[Task details]: Scan the data below and give the number of lines that include the word "ClearResult", with no other words.

Dataset entries
*****

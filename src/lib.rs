//! Retrieval and canonicalization of third-party graph datasets.
//!
//! A [`Retriever`](retrieval::Retriever) turns a validated
//! [`RecipeConfig`](recipe::RecipeConfig) into a
//! [`ConstructionRequest`](request::ConstructionRequest): it fetches the raw
//! files, runs the recipe callbacks, converts the lists into the canonical
//! layout once per cache location and records their counts.

pub mod callbacks;
pub mod canonical;
pub mod config;
pub mod domain;
pub mod error;
pub mod fetch;
pub mod fs_util;
pub mod graph;
pub mod lock;
pub mod metadata;
pub mod output;
pub mod recipe;
pub mod registry;
pub mod request;
pub mod retrieval;
pub mod store;

mod vocabulary;
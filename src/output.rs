use std::io::{self, Write};
use std::sync::Mutex;

use serde::Serialize;

use crate::graph::GraphSummary;
use crate::request::ConstructionRequest;
use crate::retrieval::{ClearResult, ListResult, ProgressEvent, ProgressSink};

pub struct JsonOutput;

impl JsonOutput {
    pub fn print_request(request: &ConstructionRequest) -> io::Result<()> {
        Self::print_json(request)
    }

    pub fn print_summary(summary: &GraphSummary) -> io::Result<()> {
        Self::print_json(summary)
    }

    pub fn print_list(result: &ListResult) -> io::Result<()> {
        Self::print_json(result)
    }

    pub fn print_clear(result: &ClearResult) -> io::Result<()> {
        Self::print_json(result)
    }

    fn print_json<T: Serialize>(value: &T) -> io::Result<()> {
        let json = serde_json::to_string_pretty(value).map_err(io::Error::other)?;
        let mut stdout = io::stdout();
        stdout.write_all(json.as_bytes())?;
        stdout.write_all(b"\n")?;
        Ok(())
    }
}

impl ProgressSink for JsonOutput {
    fn event(&self, _event: ProgressEvent) {}
}

/// Progress on stderr. Level 0 is silent, level 1 prints the first event of
/// each phase, level 2 and above print every event.
pub struct ConsoleProgress {
    verbose: u8,
    last_phase: Mutex<Option<String>>,
}

impl ConsoleProgress {
    pub fn new(verbose: u8) -> Self {
        Self {
            verbose,
            last_phase: Mutex::new(None),
        }
    }

    fn should_print(&self, event: &ProgressEvent) -> bool {
        match self.verbose {
            0 => false,
            1 => {
                let mut last = self
                    .last_phase
                    .lock()
                    .unwrap_or_else(|poisoned| poisoned.into_inner());
                let phase = event.phase().map(str::to_string);
                if *last == phase {
                    false
                } else {
                    *last = phase;
                    true
                }
            }
            _ => true,
        }
    }
}

impl ProgressSink for ConsoleProgress {
    fn event(&self, event: ProgressEvent) {
        if !self.should_print(&event) {
            return;
        }
        let mut stderr = io::stderr().lock();
        let _ = match event.elapsed {
            Some(elapsed) => writeln!(stderr, "{} ({:.2?})", event.message, elapsed),
            None => writeln!(stderr, "{}", event.message),
        };
    }
}

#[cfg(test)]
mod tests {
    use super::*;

    #[test]
    fn level_one_prints_phase_changes_only() {
        let progress = ConsoleProgress::new(1);
        assert!(progress.should_print(&ProgressEvent::new("phase=Fetch; a")));
        assert!(!progress.should_print(&ProgressEvent::new("phase=Fetch; b")));
        assert!(progress.should_print(&ProgressEvent::new("phase=Store; c")));
        assert!(!ConsoleProgress::new(0).should_print(&ProgressEvent::new("phase=Fetch; a")));
        assert!(ConsoleProgress::new(2).should_print(&ProgressEvent::new("phase=Fetch; a")));
    }
}
use std::fs;
use std::thread;
use std::time::Duration;

use camino::{Utf8Path, Utf8PathBuf};
use reqwest::blocking::Client;
use reqwest::header::{HeaderMap, HeaderValue, USER_AGENT};
use tracing::{debug, info};

use crate::error::RetrievalError;
use crate::fs_util::{extract_zip, gunzip};

/// Everything a [`Fetcher`] needs to materialise the raw files of a dataset.
#[derive(Debug, Clone, Copy)]
pub struct FetchRequest<'a> {
    pub urls: &'a [String],
    /// Relative destinations, order-correlated with `urls`. When absent the
    /// last path segment of each url is used.
    pub destination_paths: Option<&'a [Utf8PathBuf]>,
    pub target_dir: &'a Utf8Path,
    pub auto_extract: bool,
    pub use_cache: bool,
}

impl FetchRequest<'_> {
    pub fn destinations(&self) -> Result<Vec<Utf8PathBuf>, RetrievalError> {
        match self.destination_paths {
            Some(paths) => Ok(paths.iter().map(|path| self.target_dir.join(path)).collect()),
            None => self
                .urls
                .iter()
                .map(|url| Ok(self.target_dir.join(file_name_from_url(url)?)))
                .collect(),
        }
    }
}

pub trait Fetcher: Send + Sync {
    fn fetch(&self, request: &FetchRequest<'_>) -> Result<(), RetrievalError>;
}

#[derive(Clone)]
pub struct HttpFetcher {
    client: Client,
    max_retries: usize,
}

impl HttpFetcher {
    pub fn new() -> Result<Self, RetrievalError> {
        let mut headers = HeaderMap::new();
        headers.insert(
            USER_AGENT,
            HeaderValue::from_str(&format!("graph-retrieval/{}", env!("CARGO_PKG_VERSION")))
                .map_err(|err| RetrievalError::Filesystem(err.to_string()))?,
        );
        let client = Client::builder()
            .default_headers(headers)
            .timeout(Duration::from_secs(600))
            .build()
            .map_err(|err| RetrievalError::Http {
                url: String::new(),
                message: err.to_string(),
            })?;
        Ok(Self {
            client,
            max_retries: 3,
        })
    }

    fn download(&self, url: &str, destination: &Utf8Path) -> Result<(), RetrievalError> {
        let mut response = self.send_with_retries(url)?;
        if !response.status().is_success() {
            let status = response.status().as_u16();
            let message = response
                .text()
                .unwrap_or_else(|_| "request failed".to_string());
            return Err(RetrievalError::HttpStatus {
                url: url.to_string(),
                status,
                message,
            });
        }

        let parent = destination
            .parent()
            .ok_or_else(|| RetrievalError::Filesystem(format!("invalid destination {destination}")))?;
        fs::create_dir_all(parent.as_std_path())
            .map_err(|err| RetrievalError::Filesystem(err.to_string()))?;
        let mut temp = tempfile::Builder::new()
            .prefix(".download")
            .tempfile_in(parent.as_std_path())
            .map_err(|err| RetrievalError::Filesystem(err.to_string()))?;
        std::io::copy(&mut response, temp.as_file_mut()).map_err(|err| RetrievalError::Http {
            url: url.to_string(),
            message: err.to_string(),
        })?;
        temp.persist(destination.as_std_path())
            .map_err(|err| RetrievalError::Filesystem(err.to_string()))?;
        Ok(())
    }

    fn send_with_retries(&self, url: &str) -> Result<reqwest::blocking::Response, RetrievalError> {
        const BASE_DELAY_MS: u64 = 200;
        let mut attempt = 0usize;
        loop {
            match self.client.get(url).send() {
                Ok(resp) => {
                    let status = resp.status().as_u16();
                    if attempt < self.max_retries && is_retryable_status(status) {
                        let delay = BASE_DELAY_MS * (attempt as u64 + 1);
                        debug!(url, status, delay, "retrying download");
                        thread::sleep(Duration::from_millis(delay));
                        attempt += 1;
                        continue;
                    }
                    return Ok(resp);
                }
                Err(err) => {
                    if attempt < self.max_retries && is_retryable_error(&err) {
                        let delay = BASE_DELAY_MS * (attempt as u64 + 1);
                        debug!(url, error = %err, delay, "retrying download");
                        thread::sleep(Duration::from_millis(delay));
                        attempt += 1;
                        continue;
                    }
                    return Err(RetrievalError::Http {
                        url: url.to_string(),
                        message: err.to_string(),
                    });
                }
            }
        }
    }
}

impl Fetcher for HttpFetcher {
    fn fetch(&self, request: &FetchRequest<'_>) -> Result<(), RetrievalError> {
        let destinations = request.destinations()?;
        for (url, destination) in request.urls.iter().zip(&destinations) {
            if request.use_cache && destination.as_std_path().exists() {
                debug!(%destination, "raw file already cached");
            } else {
                info!(url, %destination, "downloading");
                self.download(url, destination)?;
            }
            if request.auto_extract {
                extract(destination, request.use_cache)?;
            }
        }
        Ok(())
    }
}

/// Unpacks `.zip` archives into their directory and decompresses `.gz` files
/// next to themselves. A marker file records completed zip extractions.
pub fn extract(path: &Utf8Path, use_cache: bool) -> Result<(), RetrievalError> {
    let parent = path
        .parent()
        .ok_or_else(|| RetrievalError::Filesystem(format!("invalid archive path {path}")))?;
    match path.extension() {
        Some("zip") => {
            let marker = parent.join(format!(".{}.extracted", path.file_name().unwrap_or("archive")));
            if use_cache && marker.as_std_path().exists() {
                return Ok(());
            }
            extract_zip(path.as_std_path(), parent.as_std_path())?;
            fs::write(marker.as_std_path(), b"")
                .map_err(|err| RetrievalError::Filesystem(err.to_string()))?;
        }
        Some("gz") => {
            let target = path.with_extension("");
            if use_cache && target.as_std_path().exists() {
                return Ok(());
            }
            gunzip(path.as_std_path(), target.as_std_path())?;
        }
        _ => {}
    }
    Ok(())
}

pub fn file_name_from_url(url: &str) -> Result<String, RetrievalError> {
    let without_query = url.split(['?', '#']).next().unwrap_or(url);
    let name = without_query
        .trim_end_matches('/')
        .rsplit('/')
        .next()
        .filter(|name| !name.is_empty() && !name.contains(':'))
        .ok_or_else(|| {
            RetrievalError::InvalidRecipe(format!(
                "cannot derive a file name from {url}; declare explicit paths"
            ))
        })?;
    Ok(name.to_string())
}

fn is_retryable_status(status: u16) -> bool {
    matches!(status, 429 | 500 | 502 | 503 | 504)
}

fn is_retryable_error(err: &reqwest::Error) -> bool {
    err.is_timeout() || err.is_connect() || err.is_request()
}

#[cfg(test)]
mod tests {
    use super::*;

    #[test]
    fn file_names_from_urls() {
        assert_eq!(
            file_name_from_url("https://example.org/data/cora.zip?download=1").unwrap(),
            "cora.zip"
        );
        assert_eq!(
            file_name_from_url("https://example.org/data/edges.tsv.gz").unwrap(),
            "edges.tsv.gz"
        );
        assert!(file_name_from_url("https://").is_err());
    }

    #[test]
    fn explicit_destinations_are_joined() {
        let urls = vec!["https://example.org/x".to_string()];
        let paths = vec![Utf8PathBuf::from("raw/edges.tsv")];
        let request = FetchRequest {
            urls: &urls,
            destination_paths: Some(&paths),
            target_dir: Utf8Path::new("/cache/ns/g/v1"),
            auto_extract: false,
            use_cache: true,
        };
        assert_eq!(
            request.destinations().unwrap(),
            vec![Utf8PathBuf::from("/cache/ns/g/v1/raw/edges.tsv")]
        );
    }
}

*****

[Solution to this task]: 2